O presidente peruano, Martín Vizcarra, confirmou seu poder, nesta terça-feira (1º), ao obter o apoio de milhares de cidadãos, da cúpula militar e dos governadores regionais, um dia depois de dissolver o Congresso dominado pela oposição, que reagiu suspendendo o chefe de Estado.

O popular presidente dissolveu o Parlamento, invocando normas constitucionais, após o Legislativo ter-lhe negado um voto de confiança ligado a uma reforma do procedimento de designação de magistrados do Tribunal Constitucional.

O Congresso respondeu horas depois. Aprovou a suspensão temporária de Vizcarra da presidência e, em seu lugar, designou a vice-presidente Mercedes Aráoz. Nesta sessão, estiveram ausentes os parlamentares que apoiaram a decisão de Vizcarra.

O clima de tensão se concentrou no Palácio de Governo e no Congresso, fortemente protegidos pela polícia, com mais restrições de entrada do que habitualmente.

Por meio da Conferência Episcopal, a Igreja pediu diálogo e calma, e uma atuação "de acordo com a ordem constitucional e democrática".

A cúpula empresarial acusou Vizcarra de perpetrar uma "violação da Constituição e ao sistema democrático". Os líderes do Congresso também o acusam de ter dado um "golpe de Estado".

A Secretaria Geral da Organização de Estados Americanos (OEA) disse nesta terça-feira que o Tribunal Constitucional do Peru deve se pronunciar sobre a decisão do presidente Martín Vizcarra de dissolver o Congresso, dominado pela oposição, e convocar novas eleições parlamentares.

"A Secretaria Geral da OEA considera que compete ao Tribunal Constitucional do Peru se pronunciar sobre a legalidade e legitimidade das decisões institucionais adotadas", disse a entidade em comunicado.

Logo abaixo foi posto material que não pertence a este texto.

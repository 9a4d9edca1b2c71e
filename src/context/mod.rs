pub mod filter;
pub mod gather;
pub mod tag;
pub mod types;
pub mod walk;
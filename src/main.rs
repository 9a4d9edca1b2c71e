use anyhow::Result;
use clap::{CommandFactory, Parser, error::ErrorKind};
use onefile::cli::Cli;
use onefile::config::{Config, Mode};
use std::io::IsTerminal;
use tracing_subscriber::{EnvFilter, fmt, prelude::*};

fn main() -> Result<()> {
    let cli = Cli::parse();
    init_tracing(cli.verbose);

    let Some(mode) = Mode::from_cli(&cli) else {
        Cli::command()
            .error(
                ErrorKind::MissingRequiredArgument,
                "provide --scan-filename, --scan-folder, --folder-path or --calc-token",
            )
            .exit();
    };
    let config = Config::from_cli(cli, mode)?;

    let stdout = std::io::stdout();
    onefile::pipeline::run(&config, &mut stdout.lock())
}

// Logs go to stderr so stdout only carries reports.
fn init_tracing(verbosity: u8) {
    let filter = EnvFilter::try_from_default_env().unwrap_or_else(|_| {
        EnvFilter::new(match verbosity {
            0 => "onefile=warn",
            1 => "onefile=info",
            2 => "onefile=debug",
            _ => "onefile=trace",
        })
    });

    tracing_subscriber::registry()
        .with(filter)
        .with(
            fmt::layer()
                .with_target(false)
                .with_ansi(std::io::stderr().is_terminal())
                .with_writer(std::io::stderr),
        )
        .init();
}
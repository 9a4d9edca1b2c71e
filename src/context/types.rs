use crate::error::Result;
use serde::Serialize;
use std::borrow::Cow;
use std::path::{Path, PathBuf};

/// A file produced by the walk, read into memory.
#[derive(Debug, Clone)]
pub struct FileRecord {
    /// Absolute path on disk.
    pub path: PathBuf,
    /// Directory holding the file, relative to the traversal root. Empty for
    /// files directly under the root.
    pub relative_dir: PathBuf,
    pub contents: String,
}

impl FileRecord {
    pub fn file_name(&self) -> Cow<'_, str> {
        self.path
            .file_name()
            .map(|n| n.to_string_lossy())
            .unwrap_or_default()
    }

    /// Path of the file relative to the traversal root.
    pub fn relative_path(&self) -> PathBuf {
        self.relative_dir.join(self.file_name().as_ref())
    }
}

/// Token and line counts of one measured text.
#[derive(Debug, Clone, Copy, Default, PartialEq, Eq, Serialize)]
pub struct SizeReport {
    pub tokens: usize,
    /// `1 + count('\n')`, so an empty text has one line.
    pub lines: usize,
}

/// Size of a single source file.
#[derive(Debug, Clone, PartialEq, Eq)]
pub struct FileReport {
    pub path: PathBuf,
    pub size: SizeReport,
}

impl FileReport {
    pub fn new(
        path: &Path,
        size: SizeReport,
    ) -> Self {
        Self {
            path: path.to_path_buf(),
            size,
        }
    }
}

/// One file visited by a folder scan. A failed measurement stays attached to
/// its path so the scan can carry on past it.
#[derive(Debug)]
pub struct FileScan {
    pub path: PathBuf,
    pub size: Result<SizeReport>,
}

impl FileScan {
    pub fn into_report(self) -> Result<FileReport> {
        Ok(FileReport {
            size: self.size?,
            path: self.path,
        })
    }
}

Coloridas e barulhentas marchas em apoio à dissolução aconteceram na noite de segunda-feira em Lima e nas cidades de Huancayo, Cuzco, Arequipa, Puno, Trujillo, Moquegua e Tacna, entre outras.

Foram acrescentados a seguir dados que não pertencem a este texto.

use crate::context::filter::FilterConfig;
use crate::error::{Error, Result};
use ignore::{DirEntry, Walk, WalkBuilder};
use std::path::{Path, PathBuf};
use tracing::{debug, trace};

/// A retained file as yielded by [`FileWalk`].
#[derive(Debug, Clone, PartialEq, Eq)]
pub struct WalkEntry {
    /// Absolute path (the root is canonicalized before walking).
    pub path: PathBuf,
    /// Parent directory relative to the root; empty for top-level files.
    pub relative_dir: PathBuf,
}

/// Lazy, depth-first walk over the files a [`FilterConfig`] keeps.
///
/// Entries are sorted by file name at every directory level. Excluded
/// directories are pruned before descent, so nothing below them is read.
pub struct FileWalk {
    root: PathBuf,
    filter: FilterConfig,
    inner: Walk,
}

/// Starts a walk under `root`.
///
/// Fails up front if the root does not exist or is not a directory.
pub fn enumerate(
    root: &Path,
    filter: &FilterConfig,
) -> Result<FileWalk> {
    let root = dunce::canonicalize(root).map_err(|e| Error::traversal(root, e))?;
    if !root.is_dir() {
        return Err(Error::traversal(&root, "not a directory"));
    }
    debug!("walking {}", root.display());

    let prune = filter.clone();
    let inner = WalkBuilder::new(&root)
        .standard_filters(false)
        .follow_links(false)
        .sort_by_file_name(|a, b| a.cmp(b))
        // The walker never hands the root (depth 0) to this predicate.
        .filter_entry(move |entry| !is_excluded_dir(entry, &prune))
        .build();

    Ok(FileWalk {
        root,
        filter: filter.clone(),
        inner,
    })
}

impl FileWalk {
    pub fn root(&self) -> &Path {
        &self.root
    }

    fn accept(
        &self,
        entry: &DirEntry,
    ) -> Option<WalkEntry> {
        if entry.depth() == 0 || entry.file_type().is_some_and(|ft| ft.is_dir()) {
            return None;
        }
        let name = entry.file_name().to_string_lossy();
        if !self.filter.accepts_file(&name) {
            trace!("skipping {}", entry.path().display());
            return None;
        }
        // Follows symlinks, so a link to a regular file still counts while
        // links to directories and dangling links do not.
        if !entry.path().is_file() {
            trace!("not a regular file: {}", entry.path().display());
            return None;
        }
        let relative_dir = entry
            .path()
            .parent()
            .and_then(|p| p.strip_prefix(&self.root).ok())
            .map(Path::to_path_buf)
            .unwrap_or_default();
        Some(WalkEntry {
            path: entry.path().to_path_buf(),
            relative_dir,
        })
    }
}

impl Iterator for FileWalk {
    type Item = Result<WalkEntry>;

    fn next(&mut self) -> Option<Self::Item> {
        loop {
            let entry = match self.inner.next()? {
                Ok(entry) => entry,
                Err(e) => return Some(Err(Error::traversal(&self.root, e))),
            };
            if let Some(found) = self.accept(&entry) {
                debug!("retained {}", found.path.display());
                return Some(Ok(found));
            }
        }
    }
}

fn is_excluded_dir(
    entry: &DirEntry,
    filter: &FilterConfig,
) -> bool {
    entry.file_type().is_some_and(|ft| ft.is_dir())
        && filter.excludes_dir(&entry.file_name().to_string_lossy())
}

#[cfg(test)]
mod tests {
    use super::*;
    use std::fs;

    fn names(walk: FileWalk) -> Vec<String> {
        let root = walk.root().to_path_buf();
        walk.map(|e| {
            let e = e.unwrap();
            e.path
                .strip_prefix(&root)
                .unwrap()
                .to_string_lossy()
                .replace('\\', "/")
        })
        .collect()
    }

    #[test]
    fn yields_sorted_depth_first() -> anyhow::Result<()> {
        let td = tempfile::tempdir()?;
        fs::create_dir_all(td.path().join("b"))?;
        fs::write(td.path().join("c.py"), "c")?;
        fs::write(td.path().join("a.py"), "a")?;
        fs::write(td.path().join("b/z.py"), "z")?;
        fs::write(td.path().join("b/y.py"), "y")?;

        let walk = enumerate(td.path(), &FilterConfig::default())?;
        assert_eq!(names(walk), ["a.py", "b/y.py", "b/z.py", "c.py"]);
        Ok(())
    }

    #[test]
    fn relative_dir_is_empty_for_top_level_files() -> anyhow::Result<()> {
        let td = tempfile::tempdir()?;
        fs::create_dir_all(td.path().join("sub/dir"))?;
        fs::write(td.path().join("top.py"), "")?;
        fs::write(td.path().join("sub/dir/mod.py"), "")?;

        let entries: Vec<WalkEntry> =
            enumerate(td.path(), &FilterConfig::default())?.collect::<Result<_>>()?;
        assert_eq!(entries.len(), 2);
        assert_eq!(entries[0].relative_dir, PathBuf::from("sub/dir"));
        assert_eq!(entries[1].relative_dir, PathBuf::new());
        assert!(entries.iter().all(|e| e.path.is_absolute()));
        Ok(())
    }

    #[test]
    fn root_named_like_an_excluded_dir_is_still_walked() -> anyhow::Result<()> {
        let td = tempfile::tempdir()?;
        let root = td.path().join("skipme");
        fs::create_dir_all(&root)?;
        fs::write(root.join("kept.py"), "")?;

        let filter = FilterConfig::new([".py"], ["skipme"]);
        assert_eq!(names(enumerate(&root, &filter)?), ["kept.py"]);
        Ok(())
    }

    #[test]
    fn missing_root_is_a_traversal_error() {
        let err = enumerate(Path::new("/definitely/not/here"), &FilterConfig::default())
            .err()
            .expect("missing root must fail");
        assert!(matches!(err, Error::Traversal { .. }), "{err}");
    }

    #[test]
    fn file_root_is_a_traversal_error() -> anyhow::Result<()> {
        let td = tempfile::tempdir()?;
        let file = td.path().join("a.py");
        fs::write(&file, "")?;
        assert!(matches!(
            enumerate(&file, &FilterConfig::default()),
            Err(Error::Traversal { .. })
        ));
        Ok(())
    }
}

Ninguém foi às ruas apoiar o Congresso, que enfrenta uma rejeição de quase 90% da população, segundo pesquisas.

Vizcarra ganhou popularidade ao promover uma cruzada contra a corrupção no país. Seus quatro antecessores ficaram na mira da Procuradoria, acusados de receberem propina da empreiteira brasileira Odebrecht.

Uma dissolução do Congresso não acontecia no Peru desde abril de 1992, quando o presidente Alberto Fujimori (1990-2000) deu um "autogolpe" e assumiu plenos poderes com apoio dos militares. Agora, Vizcarra se amparou na Constituição para dar este passo.

Vizcarra convocou eleições parlamentares para 26 de janeiro, segundo um decreto publicado no Diário Oficial. Por uma reforma ratificada em referendo em 2018, os parlamentares não podem ser reeleitos.

Aráoz, economista e ex-ministra do falecido presidente Alan García (1985-1990 e 2006-2011), foi empossada na segunda-feira pelo presidente do Congresso, Pedro Olaechea.

"Não fujo das minhas responsabilidades por mais difíceis que sejam as circunstâncias", disse Aráoz, que havia se distanciado de Vizcarra e classificou de "inconstitucional" a dissolução do Congresso.